**Source information**:
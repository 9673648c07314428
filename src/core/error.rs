//! Error handling for the updater
//!
//! Every stage of the update workflow reports failure through one of the
//! strongly-typed [`UpdaterError`] variants below. Stage internals use
//! `anyhow` with context and convert into the matching variant at the stage
//! boundary, so the orchestrator can decide what to stop on without string
//! matching.
//!
//! For CLI display, [`user_friendly_error`] maps any `anyhow::Error` to an
//! [`ErrorContext`] that carries a suggestion and optional details, printed
//! with terminal colors by [`ErrorContext::display`].
//!
//! # Failure Policy
//!
//! | Variant               | Stage              | Install state afterwards        |
//! |-----------------------|--------------------|---------------------------------|
//! | `ManifestUnavailable` | resolving manifest | untouched                       |
//! | `MissingAsset`        | resolving manifest | untouched                       |
//! | `BackupFailed`        | backing up         | partially moved into backup     |
//! | `DownloadFailed`      | downloading        | backed up, nothing extracted    |
//! | `ExtractionFailed`    | extracting         | partially replaced              |
//! | `PromotionFailed`     | promoting          | partially replaced              |

use colored::Colorize;
use std::fmt;
use thiserror::Error;

/// The main error type for update operations
///
/// Variants are grouped by the workflow stage that produces them. Only
/// [`UpdaterError::ManifestUnavailable`] is ever produced before the
/// installation is touched by something other than a read.
#[derive(Error, Debug)]
pub enum UpdaterError {
    /// The release manifest could not be fetched or parsed
    ///
    /// Covers network errors, timeouts, non-success HTTP statuses and
    /// malformed JSON. The resolver downgrades this error into the sentinel
    /// release, so the orchestrator sees it as a resolved-but-invalid release.
    #[error("Release manifest unavailable: {reason}")]
    ManifestUnavailable {
        /// Underlying error text, shown to the user as the changelog
        reason: String,
    },

    /// The resolved release publishes no downloadable asset
    #[error("Release {version} has no downloadable asset")]
    MissingAsset {
        /// Version tag of the release
        version: String,
    },

    /// Primary URL and every mirror failed
    #[error("Download failed after {attempts} attempt(s): {reason}")]
    DownloadFailed {
        /// Number of URLs that were tried
        attempts: usize,
        /// Per-URL failure summary
        reason: String,
    },

    /// Relocating the current installation into the backup directory failed
    #[error("Backup of {path} failed: {reason}")]
    BackupFailed {
        /// Entry that could not be relocated
        path: String,
        /// Underlying error text
        reason: String,
    },

    /// The downloaded archive could not be extracted
    #[error("Extraction of {archive} failed: {reason}")]
    ExtractionFailed {
        /// Archive file name
        archive: String,
        /// Underlying error text
        reason: String,
    },

    /// Moving the nested release folder into the install root failed
    #[error("Promotion of {folder} failed: {reason}")]
    PromotionFailed {
        /// Nested folder name
        folder: String,
        /// Underlying error text
        reason: String,
    },

    /// The downloaded artifact does not match the digest published in the manifest
    #[error("Checksum mismatch for {url}: expected {expected}, got {actual}")]
    ChecksumMismatch {
        /// URL the artifact was downloaded from
        url: String,
        /// Digest published by the manifest
        expected: String,
        /// Digest of the received bytes
        actual: String,
    },

    /// Moving backed-up entries back into the install root failed
    #[error("Restore from backup failed: {reason}")]
    RestoreFailed {
        /// Underlying error text
        reason: String,
    },

    /// Invalid updater configuration
    #[error("Configuration error: {message}")]
    ConfigError {
        /// Description of the invalid setting
        message: String,
    },

    /// IO error
    #[error("IO error: {0}")]
    IoError(#[from] std::io::Error),

    /// Other error
    #[error("{message}")]
    Other {
        /// Generic error message
        message: String,
    },
}

impl UpdaterError {
    /// Whether the install root may hold a partially applied update that a
    /// completed backup can undo.
    ///
    /// [`UpdaterError::BackupFailed`] is excluded: no backup manifest exists
    /// yet, and entries moved before the failure stay in the backup directory.
    #[must_use]
    pub const fn install_touched(&self) -> bool {
        matches!(
            self,
            Self::DownloadFailed { .. }
                | Self::ExtractionFailed { .. }
                | Self::PromotionFailed { .. }
                | Self::RestoreFailed { .. }
        )
    }
}

impl Clone for UpdaterError {
    fn clone(&self) -> Self {
        match self {
            Self::ManifestUnavailable {
                reason,
            } => Self::ManifestUnavailable {
                reason: reason.clone(),
            },
            Self::MissingAsset {
                version,
            } => Self::MissingAsset {
                version: version.clone(),
            },
            Self::DownloadFailed {
                attempts,
                reason,
            } => Self::DownloadFailed {
                attempts: *attempts,
                reason: reason.clone(),
            },
            Self::BackupFailed {
                path,
                reason,
            } => Self::BackupFailed {
                path: path.clone(),
                reason: reason.clone(),
            },
            Self::ExtractionFailed {
                archive,
                reason,
            } => Self::ExtractionFailed {
                archive: archive.clone(),
                reason: reason.clone(),
            },
            Self::PromotionFailed {
                folder,
                reason,
            } => Self::PromotionFailed {
                folder: folder.clone(),
                reason: reason.clone(),
            },
            Self::ChecksumMismatch {
                url,
                expected,
                actual,
            } => Self::ChecksumMismatch {
                url: url.clone(),
                expected: expected.clone(),
                actual: actual.clone(),
            },
            Self::RestoreFailed {
                reason,
            } => Self::RestoreFailed {
                reason: reason.clone(),
            },
            Self::ConfigError {
                message,
            } => Self::ConfigError {
                message: message.clone(),
            },
            // io::Error is not Clone
            Self::IoError(e) => Self::Other {
                message: format!("IO error: {e}"),
            },
            Self::Other {
                message,
            } => Self::Other {
                message: message.clone(),
            },
        }
    }
}

/// Error context wrapper that provides user-friendly error information
///
/// `ErrorContext` wraps an [`UpdaterError`] and adds an optional suggestion
/// and optional details. When displayed, the error is printed in red, details
/// in yellow and the suggestion in green.
///
/// ```rust,no_run
/// use randpicker_updater::core::{ErrorContext, UpdaterError};
///
/// let context = ErrorContext::new(UpdaterError::MissingAsset {
///     version: "v2.0.0".to_string(),
/// })
/// .with_suggestion("Download the release manually");
///
/// context.display();
/// ```
#[derive(Debug)]
pub struct ErrorContext {
    /// The underlying updater error
    pub error: UpdaterError,
    /// Optional suggestion for resolving the error
    pub suggestion: Option<String>,
    /// Optional additional details about the error
    pub details: Option<String>,
}

impl ErrorContext {
    /// Create a new error context without suggestion or details
    #[must_use]
    pub const fn new(error: UpdaterError) -> Self {
        Self {
            error,
            suggestion: None,
            details: None,
        }
    }

    /// Add a suggestion for resolving the error
    pub fn with_suggestion(mut self, suggestion: impl Into<String>) -> Self {
        self.suggestion = Some(suggestion.into());
        self
    }

    /// Add additional details explaining the error
    pub fn with_details(mut self, details: impl Into<String>) -> Self {
        self.details = Some(details.into());
        self
    }

    /// Display the error context to stderr with terminal colors
    pub fn display(&self) {
        eprintln!("{}: {}", "error".red().bold(), self.error);

        if let Some(details) = &self.details {
            eprintln!("{}: {}", "details".yellow(), details);
        }

        if let Some(suggestion) = &self.suggestion {
            eprintln!("{}: {}", "suggestion".green(), suggestion);
        }
    }
}

impl fmt::Display for ErrorContext {
    fn fmt(&self, f: &mut fmt::Formatter<'_>) -> fmt::Result {
        write!(f, "{}", self.error)?;

        if let Some(details) = &self.details {
            write!(f, "\nDetails: {details}")?;
        }

        if let Some(suggestion) = &self.suggestion {
            write!(f, "\nSuggestion: {suggestion}")?;
        }

        Ok(())
    }
}

impl std::error::Error for ErrorContext {}

/// Convert any error to a user-friendly [`ErrorContext`] with actionable suggestions
///
/// Recognizes [`UpdaterError`], `std::io::Error` and TOML parse errors
/// anywhere in the chain; everything else is reported with its full cause
/// chain under [`UpdaterError::Other`].
pub fn user_friendly_error(error: anyhow::Error) -> ErrorContext {
    if let Some(updater_error) = error.downcast_ref::<UpdaterError>() {
        return create_error_context(updater_error.clone());
    }

    if let Some(io_error) = error.downcast_ref::<std::io::Error>() {
        if io_error.kind() == std::io::ErrorKind::PermissionDenied {
            return ErrorContext::new(UpdaterError::Other {
                message: format!("Permission denied: {io_error}"),
            })
            .with_suggestion(
                "Close RandPicker and run the updater from an account that can write to the \
                 installation folder",
            );
        }
    }

    if let Some(toml_error) = error.downcast_ref::<toml::de::Error>() {
        return ErrorContext::new(UpdaterError::ConfigError {
            message: toml_error.to_string(),
        })
        .with_suggestion(
            "Check the TOML syntax of updater.toml or remove the file to use defaults",
        );
    }

    let mut message = error.to_string();
    let chain: Vec<String> =
        error.chain().skip(1).map(std::string::ToString::to_string).collect();

    if !chain.is_empty() {
        message.push_str("\n\nCaused by:");
        for (i, cause) in chain.iter().enumerate() {
            message.push_str(&format!("\n  {}: {}", i + 1, cause));
        }
    }

    ErrorContext::new(UpdaterError::Other {
        message,
    })
}

/// Map each [`UpdaterError`] variant to a tailored suggestion.
fn create_error_context(error: UpdaterError) -> ErrorContext {
    let retry = "Exit the updater and run it again";
    match &error {
        UpdaterError::ManifestUnavailable { .. } => ErrorContext::new(error)
            .with_suggestion(format!(
                "{retry}. If the official source is unreachable, try --origin mirror"
            ))
            .with_details("The installation was not modified"),

        UpdaterError::MissingAsset { .. } => ErrorContext::new(error)
            .with_suggestion("Download the release manually from the project's release page")
            .with_details("The installation was not modified"),

        UpdaterError::BackupFailed { .. } => ErrorContext::new(error)
            .with_suggestion(format!("Close RandPicker and any program using its files. {retry}"))
            .with_details("Entries already moved are in the backup folder of the installation"),

        UpdaterError::DownloadFailed { .. } | UpdaterError::ChecksumMismatch { .. } => {
            ErrorContext::new(error)
                .with_suggestion(format!("Check your network connection. {retry}"))
                .with_details("Your previous files are in the backup folder of the installation")
        }

        UpdaterError::ExtractionFailed { .. } | UpdaterError::PromotionFailed { .. } => {
            ErrorContext::new(error)
                .with_suggestion(format!("Check free disk space. {retry}"))
                .with_details(
                    "The installation may be partially replaced; your previous files are in \
                     the backup folder",
                )
        }

        UpdaterError::RestoreFailed { .. } => ErrorContext::new(error).with_suggestion(
            "Move the contents of the backup folder back into the installation folder manually",
        ),

        UpdaterError::ConfigError { .. } => ErrorContext::new(error)
            .with_suggestion("Fix updater.toml or remove it to use the built-in defaults"),

        UpdaterError::IoError(_) | UpdaterError::Other { .. } => ErrorContext::new(error),
    }
}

**Work to complete**: What is needed is an exact copy of the entries above, from the first line through the line holding "at the stage", with both of those lines kept; please give nothing else.

**Exercise result**:
repository 9673648c07314428
filename src/core/error.rs
//! Error handling for the updater
//!
//! Every stage of the update workflow reports failure through one of the
//! strongly-typed [`UpdaterError`] variants below. Stage internals use
//! `anyhow` with context and convert into the matching variant at the stage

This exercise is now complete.